It's not an assumption dude, it's a fact. Yes, Apple does well in some of the SPEC benchmarks, but so do other ARM based processors, which you can find in other Anandtech articles, such as this one https://www.anandtech.com/show/16315/the-ampere-altra-review/5
Also keep in mind that Apple owns the compilers and the OS as well, so they have a different level of system wide control that no other hardware company has today. This allows them to squeeze out extra performance that the competition can not.
There are barely any benchmarks to test the CPU with yet, so let's wait until there are some proper benchmarks out.
I'm not saying Apple made a bad chip, just that you're misunderstanding what IPC means.

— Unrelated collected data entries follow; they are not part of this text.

//! SharedStore tests: creation, membership and opening as a member.

use recordvault::{Identity, SharedStore, store::StoreError};

use crate::helpers::*;

#[tokio::test]
async fn test_member_added_later_reads_earlier_records() {
    let (mut store, alice) = test_shared_store("alice");
    let early = record_at(&store, "early", at(0));
    store.add_record(early.clone());
    let before = store.serialize().await.expect("serialize");

    // Alice reopens the old snapshot and invites bob.
    let bob = test_account("bob");
    let mut as_alice = SharedStore::open(&before, &alice).await.expect("open as alice");
    as_alice.add_member(&bob.to_public_account()).expect("add bob");
    let after = as_alice.serialize().await.expect("serialize");

    let as_bob = SharedStore::open(&after, &bob).await.expect("open as bob");
    assert_eq!(as_bob.get(&early.id), Some(&early));
    assert!(as_bob.is_member("alice"));
    assert!(as_bob.is_member("bob"));
    assert_eq!(
        as_bob.container().key_fingerprint(),
        store.container().key_fingerprint()
    );
}

#[tokio::test]
async fn test_any_member_can_write_and_add_members() {
    let (mut store, _alice) = test_shared_store("alice");
    let bob = test_account("bob");
    let carol = test_account("carol");
    store.add_member(&bob).expect("add bob");
    let raw = store.serialize().await.expect("serialize");

    let mut as_bob = SharedStore::open(&raw, &bob).await.expect("open as bob");
    as_bob.add_record(record_at(&as_bob, "from bob", at(1)));
    as_bob.add_member(&carol).expect("bob adds carol");
    let raw = as_bob.serialize().await.expect("serialize");

    let as_carol = SharedStore::open(&raw, &carol).await.expect("open as carol");
    assert_eq!(as_carol.len(), 1);
    assert_eq!(as_carol.members().len(), 3);
    assert_eq!(as_carol.container().participants().len(), 3);
}

#[tokio::test]
async fn test_outsider_cannot_open() {
    let (mut store, _alice) = test_shared_store("alice");
    let raw = store.serialize().await.expect("serialize");

    let err = SharedStore::open(&raw, &test_account("mallory"))
        .await
        .unwrap_err();
    assert!(err.is_key_not_found());
}

#[tokio::test]
async fn test_re_adding_member_keeps_lists_in_lock_step() {
    let (mut store, _alice) = test_shared_store("alice");
    let bob = test_account("bob");
    store.add_member(&bob).expect("add");
    store.add_member(&bob).expect("re-add");
    assert_eq!(store.members().len(), 2);
    assert_eq!(store.container().participants().len(), 2);

    let raw = store.serialize().await.expect("serialize");
    SharedStore::open(&raw, &bob).await.expect("bob still opens");
}

#[tokio::test]
async fn test_locked_store_rejects_members() {
    let mut store = SharedStore::new("locked");
    let err = store.add_member(&test_account("bob")).unwrap_err();
    assert!(err.is_not_unlocked());
    assert!(store.members().is_empty());
}

#[tokio::test]
async fn test_load_then_unlock_then_read() {
    let (mut store, alice) = test_shared_store("alice");
    store.add_record(record_at(&store, "x", at(0)));
    let raw = store.serialize().await.expect("serialize");

    let mut reopened = SharedStore::new(store.id());
    reopened.load(&raw).expect("load");
    assert!(reopened.read().await.unwrap_err().is_not_unlocked());
    reopened.unlock(&alice).expect("unlock");
    reopened.read().await.expect("read");
    assert_eq!(reopened.len(), 1);
}

#[tokio::test]
async fn test_tampered_membership_is_rejected() {
    let (mut store, alice) = test_shared_store("alice");
    let raw = store.serialize().await.expect("serialize");

    // Add a participant entry that no sealed member backs.
    let mut envelope: serde_json::Value = serde_json::from_slice(&raw).expect("json");
    let mallory = test_account("mallory");
    let mut forged = envelope["participants"][0].clone();
    forged["publicIdentity"] =
        serde_json::to_value(mallory.to_public_account()).expect("json");
    envelope["participants"]
        .as_array_mut()
        .expect("participants")
        .push(forged);
    let tampered = serde_json::to_vec(&envelope).expect("json");

    let err = SharedStore::open(&tampered, &alice).await.unwrap_err();
    assert!(matches!(
        err,
        recordvault::Error::Store(StoreError::MembershipMismatch { .. })
    ));
}

/// Member ids of a store and participant ids of its container, sorted.
fn membership(store: &SharedStore) -> (Vec<String>, Vec<String>) {
    let mut members: Vec<String> = store.members().iter().map(|m| m.id.clone()).collect();
    let mut participants: Vec<String> = store
        .container()
        .participants()
        .iter()
        .map(|p| p.public_identity.id.clone())
        .collect();
    members.sort();
    participants.sort();
    (members, participants)
}

/// Drop `id` from an envelope's participant list.
fn without_participant(raw: &[u8], id: &str) -> serde_json::Value {
    let mut envelope: serde_json::Value = serde_json::from_slice(raw).expect("json");
    envelope["participants"]
        .as_array_mut()
        .expect("participants")
        .retain(|p| p["publicIdentity"]["id"] != id);
    envelope
}

#[tokio::test]
async fn test_failed_deserialize_leaves_membership_intact() {
    let (mut store, alice) = test_shared_store("alice");
    let bob = test_account("bob");
    store.add_member(&bob).expect("add bob");
    store.add_record(record_at(&store, "kept", at(0)));
    let raw = store.serialize().await.expect("serialize");

    let mut corrupted = without_participant(&raw, "bob");
    corrupted["data"]["ciphertext"] = serde_json::Value::String("AAAAAAAAAAAAAAAAAAAAAAAA".into());
    let corrupted = serde_json::to_vec(&corrupted).expect("json");
    let err = store.deserialize(&corrupted).await.unwrap_err();
    assert!(err.is_decryption_failed());

    let expected = (
        vec!["alice".to_string(), "bob".to_string()],
        vec!["alice".to_string(), "bob".to_string()],
    );
    assert_eq!(membership(&store), expected);

    // Participants dropped without a matching payload change fail validation.
    let mismatched = serde_json::to_vec(&without_participant(&raw, "bob")).expect("json");
    let err = store.deserialize(&mismatched).await.unwrap_err();
    assert!(matches!(
        err,
        recordvault::Error::Store(StoreError::MembershipMismatch { .. })
    ));
    assert_eq!(membership(&store), expected);

    let raw = store.serialize().await.expect("serialize");
    for account in [&alice, &bob] {
        let opened = SharedStore::open(&raw, account).await.expect("member opens");
        assert_eq!(opened.len(), 1);
    }
}

#[tokio::test]
async fn test_older_snapshot_keeps_member_added_since() {
    let (mut store, alice) = test_shared_store("alice");
    store.add_record(record_at(&store, "early", at(0)));
    let before_bob = store.serialize().await.expect("serialize");

    let bob = test_account("bob");
    store.add_member(&bob).expect("add bob");
    store
        .deserialize(&before_bob)
        .await
        .expect("merge older snapshot");

    assert_eq!(
        membership(&store),
        (
            vec!["alice".to_string(), "bob".to_string()],
            vec!["alice".to_string(), "bob".to_string()],
        )
    );

    let raw = store.serialize().await.expect("serialize");
    let as_bob = SharedStore::open(&raw, &bob).await.expect("bob opens");
    assert_eq!(as_bob.len(), 1);
    SharedStore::open(&raw, &alice).await.expect("alice opens");
}

#[tokio::test]
async fn test_relabeled_envelope_id_is_rejected() {
    let (mut store, alice) = test_shared_store("alice");
    let raw = store.serialize().await.expect("serialize");

    let mut envelope: serde_json::Value = serde_json::from_slice(&raw).expect("json");
    envelope["id"] = serde_json::Value::String("hijacked".into());
    let relabeled = serde_json::to_vec(&envelope).expect("json");

    let err = SharedStore::open(&relabeled, &alice).await.unwrap_err();
    assert!(err.is_decryption_failed());
}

Okay, but where would you draw the line then? Isn't something like accelerating AES cryptography workloads, or AVX-something, or that special integer operation making Smart Access Memory worthwhile in the newest Zen3 cores just the same thing?
I'm not saying it's wrong, I'm saying it's not IPC, as in instructions per clock.
Accelerators are fine, I mean, they are there to handle the things that the general purpose CPU cores aren't good at.
It's just that people need to make a difference between overall system performance and IPC, as the two are not directly related these days.

So you're saying Apple has magic technology that makes general purpose code run on fixed-function hardware accelerators? Or did they tune their chip specifically for GeekBench? ;)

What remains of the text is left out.